Abstract

2-Oxoglutarate (2OG) dependent non-heme mononuclear iron (NHM-Fe) enzymes catalyze a large array of chemical transformations, ranging from hydroxylation and dealkylation, to desaturation, epoxidation, halogenation, epimerization, endoperoxidation, as well as ring expansion/contraction reactions. In recent years, detailed mechanistic studies on this family of enzymes have revealed an emerging paradigm to explain their catalytic diversity: (1) the electronic structures of the reactive iron intermediates; (2) the presence of polar or redox-active residues in the secondary coordination sphere of the iron; and/or (3) the electronic properties of the enzyme substrates. To futher explore the interplay among these factors in directing reaction outcomes, we have carried out kinetic and spectroscopic studies on multiple 2OG NHM-Fe enzymes that are involved the biosynthesis of various natural products having antibiotic and antimicrobial activity.
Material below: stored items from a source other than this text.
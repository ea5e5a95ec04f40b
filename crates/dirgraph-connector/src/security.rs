//! Raw security descriptor types as delivered by the directory client.
//!
//! The client has already parsed `nTSecurityDescriptor`; these types carry the
//! parts the ingestion pipeline needs: the control flags and the ordered DACL,
//! together with the identity of the object the descriptor belongs to.

use serde::{Deserialize, Serialize};
use std::fmt;
use uuid::Uuid;

/// ACE type codes from MS-DTYP 2.4.4.1.
#[derive(Debug, Clone, Copy, PartialEq, Eq, Hash, Serialize, Deserialize)]
pub enum AceType {
    AccessAllowed,
    AccessDenied,
    SystemAudit,
    SystemAlarm,
    AccessAllowedCompound,
    AccessAllowedObject,
    AccessDeniedObject,
    SystemAuditObject,
    SystemAlarmObject,
    AccessAllowedCallback,
    AccessDeniedCallback,
    AccessAllowedCallbackObject,
    AccessDeniedCallbackObject,
    SystemAuditCallback,
    SystemAlarmCallback,
    SystemAuditCallbackObject,
    SystemAlarmCallbackObject,
    SystemMandatoryLabel,
    SystemResourceAttribute,
    SystemScopedPolicyId,
    /// A type code this client does not know.
    Unknown(u8),
}

impl AceType {
    /// Map a raw header type byte to an ACE type.
    pub fn from_code(code: u8) -> Self {
        match code {
            0x00 => Self::AccessAllowed,
            0x01 => Self::AccessDenied,
            0x02 => Self::SystemAudit,
            0x03 => Self::SystemAlarm,
            0x04 => Self::AccessAllowedCompound,
            0x05 => Self::AccessAllowedObject,
            0x06 => Self::AccessDeniedObject,
            0x07 => Self::SystemAuditObject,
            0x08 => Self::SystemAlarmObject,
            0x09 => Self::AccessAllowedCallback,
            0x0A => Self::AccessDeniedCallback,
            0x0B => Self::AccessAllowedCallbackObject,
            0x0C => Self::AccessDeniedCallbackObject,
            0x0D => Self::SystemAuditCallback,
            0x0E => Self::SystemAlarmCallback,
            0x0F => Self::SystemAuditCallbackObject,
            0x10 => Self::SystemAlarmCallbackObject,
            0x11 => Self::SystemMandatoryLabel,
            0x12 => Self::SystemResourceAttribute,
            0x13 => Self::SystemScopedPolicyId,
            other => Self::Unknown(other),
        }
    }

    /// Protocol name of the type, as stored in the `ace_type` column.
    pub fn name(&self) -> String {
        let name = match self {
            Self::AccessAllowed => "ACCESS_ALLOWED_ACE_TYPE",
            Self::AccessDenied => "ACCESS_DENIED_ACE_TYPE",
            Self::SystemAudit => "SYSTEM_AUDIT_ACE_TYPE",
            Self::SystemAlarm => "SYSTEM_ALARM_ACE_TYPE",
            Self::AccessAllowedCompound => "ACCESS_ALLOWED_COMPOUND_ACE_TYPE",
            Self::AccessAllowedObject => "ACCESS_ALLOWED_OBJECT_ACE_TYPE",
            Self::AccessDeniedObject => "ACCESS_DENIED_OBJECT_ACE_TYPE",
            Self::SystemAuditObject => "SYSTEM_AUDIT_OBJECT_ACE_TYPE",
            Self::SystemAlarmObject => "SYSTEM_ALARM_OBJECT_ACE_TYPE",
            Self::AccessAllowedCallback => "ACCESS_ALLOWED_CALLBACK_ACE_TYPE",
            Self::AccessDeniedCallback => "ACCESS_DENIED_CALLBACK_ACE_TYPE",
            Self::AccessAllowedCallbackObject => "ACCESS_ALLOWED_CALLBACK_OBJECT_ACE_TYPE",
            Self::AccessDeniedCallbackObject => "ACCESS_DENIED_CALLBACK_OBJECT_ACE_TYPE",
            Self::SystemAuditCallback => "SYSTEM_AUDIT_CALLBACK_ACE_TYPE",
            Self::SystemAlarmCallback => "SYSTEM_ALARM_CALLBACK_ACE_TYPE",
            Self::SystemAuditCallbackObject => "SYSTEM_AUDIT_CALLBACK_OBJECT_ACE_TYPE",
            Self::SystemAlarmCallbackObject => "SYSTEM_ALARM_CALLBACK_OBJECT_ACE_TYPE",
            Self::SystemMandatoryLabel => "SYSTEM_MANDATORY_LABEL_ACE_TYPE",
            Self::SystemResourceAttribute => "SYSTEM_RESOURCE_ATTRIBUTE_ACE_TYPE",
            Self::SystemScopedPolicyId => "SYSTEM_SCOPED_POLICY_ID_ACE_TYPE",
            Self::Unknown(code) => return format!("UNKNOWN_ACE_TYPE_{:#04x}", code),
        };
        name.to_string()
    }

    /// Whether the ACE body carries object-type GUIDs.
    pub fn is_object_specific(&self) -> bool {
        matches!(
            self,
            Self::AccessAllowedObject
                | Self::AccessDeniedObject
                | Self::SystemAuditObject
                | Self::SystemAlarmObject
                | Self::AccessAllowedCallbackObject
                | Self::AccessDeniedCallbackObject
                | Self::SystemAuditCallbackObject
                | Self::SystemAlarmCallbackObject
        )
    }
}

impl fmt::Display for AceType {
    fn fmt(&self, f: &mut fmt::Formatter<'_>) -> fmt::Result {
        f.write_str(&self.name())
    }
}

/// One access-control entry of a DACL.
#[derive(Debug, Clone, PartialEq, Serialize, Deserialize)]
pub struct RawAce {
    pub ace_type: AceType,
    /// ACE header flags (inheritance bits).
    pub flags: u8,
    pub mask: u32,
    pub object_type: Option<Uuid>,
    pub inherited_object_type: Option<Uuid>,
    /// Trustee SID in string form.
    pub sid: String,
}

impl RawAce {
    /// Create a plain (non-object) ACE.
    pub fn new(ace_type: AceType, mask: u32, sid: impl Into<String>) -> Self {
        Self {
            ace_type,
            flags: 0,
            mask,
            object_type: None,
            inherited_object_type: None,
            sid: sid.into(),
        }
    }

    /// Set the object type GUID.
    pub fn with_object_type(mut self, guid: Uuid) -> Self {
        self.object_type = Some(guid);
        self
    }

    /// Set the inherited object type GUID.
    pub fn with_inherited_object_type(mut self, guid: Uuid) -> Self {
        self.inherited_object_type = Some(guid);
        self
    }

    /// Set the header flags.
    pub fn with_flags(mut self, flags: u8) -> Self {
        self.flags = flags;
        self
    }
}

/// A parsed security descriptor of one directory object.
#[derive(Debug, Clone, PartialEq, Serialize, Deserialize)]
pub struct SecurityDescriptor {
    pub object_dn: Option<String>,
    pub object_guid: String,
    pub object_sid: Option<String>,
    pub object_cn: Option<String>,
    /// `SECURITY_DESCRIPTOR_CONTROL` bits.
    pub control: u16,
    /// Discretionary ACL in source order; `None` when the descriptor has no DACL.
    pub dacl: Option<Vec<RawAce>>,
}

impl SecurityDescriptor {
    /// Create a descriptor for the given object with an empty DACL.
    pub fn new(object_guid: impl Into<String>, control: u16) -> Self {
        Self {
            object_dn: None,
            object_guid: object_guid.into(),
            object_sid: None,
            object_cn: None,
            control,
            dacl: Some(Vec::new()),
        }
    }

    /// Set the object DN.
    pub fn with_dn(mut self, dn: impl Into<String>) -> Self {
        self.object_dn = Some(dn.into());
        self
    }

    /// Set the object SID.
    pub fn with_sid(mut self, sid: impl Into<String>) -> Self {
        self.object_sid = Some(sid.into());
        self
    }

    /// Set the object common name.
    pub fn with_cn(mut self, cn: impl Into<String>) -> Self {
        self.object_cn = Some(cn.into());
        self
    }

    /// Append an ACE to the DACL, creating it if absent.
    pub fn with_ace(mut self, ace: RawAce) -> Self {
        self.dacl.get_or_insert_with(Vec::new).push(ace);
        self
    }

    /// Drop the DACL entirely.
    pub fn without_dacl(mut self) -> Self {
        self.dacl = None;
        self
    }
}

#[cfg(test)]
mod tests {
    use super::*;

    #[test]
    fn test_ace_type_codes() {
        assert_eq!(AceType::from_code(0x00), AceType::AccessAllowed);
        assert_eq!(AceType::from_code(0x05), AceType::AccessAllowedObject);
        assert_eq!(AceType::from_code(0x7F), AceType::Unknown(0x7F));
        assert_eq!(AceType::AccessDenied.name(), "ACCESS_DENIED_ACE_TYPE");
        assert_eq!(AceType::Unknown(0x7F).name(), "UNKNOWN_ACE_TYPE_0x7f");
    }

    #[test]
    fn test_object_specific_types() {
        assert!(AceType::AccessAllowedObject.is_object_specific());
        assert!(AceType::SystemAuditCallbackObject.is_object_specific());
        assert!(!AceType::AccessAllowed.is_object_specific());
        assert!(!AceType::SystemMandatoryLabel.is_object_specific());
    }

    #[test]
    fn test_descriptor_builder_keeps_order() {
        let sd = SecurityDescriptor::new("guid-1", 0x8004)
            .with_ace(RawAce::new(AceType::AccessDenied, 0x10, "S-1-1-0"))
            .with_ace(RawAce::new(AceType::AccessAllowed, 0x20, "S-1-5-11"));
        let sids: Vec<_> = sd
            .dacl
            .as_ref()
            .map(|d| d.iter().map(|a| a.sid.as_str()).collect())
            .unwrap_or_default();
        assert_eq!(sids, vec!["S-1-1-0", "S-1-5-11"]);
        assert!(sd.without_dacl().dacl.is_none());
    }
}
In this talk, I will present our recent results on elucidating the reaction mechanisms of two newly discovered 2OG NHM-Fe enzymes through the detection and the characterization of reactive intermediates during enzyme catalysis under pre-steady state conditions. The enzymes are FtmOx1 from Aspergillus fumigatus, which catalyzes a unique endoperoxide bond formation in the biosynthesis of a mycotoxin, verruculogen; and AsqJ from Aspergillus nidulans, which catalyzes a stepwise oxidation (desaturation and epoxidation) in the biosynthesis of a quinolone-type fungal alkaloid, 4’-methoxy-viridicatin.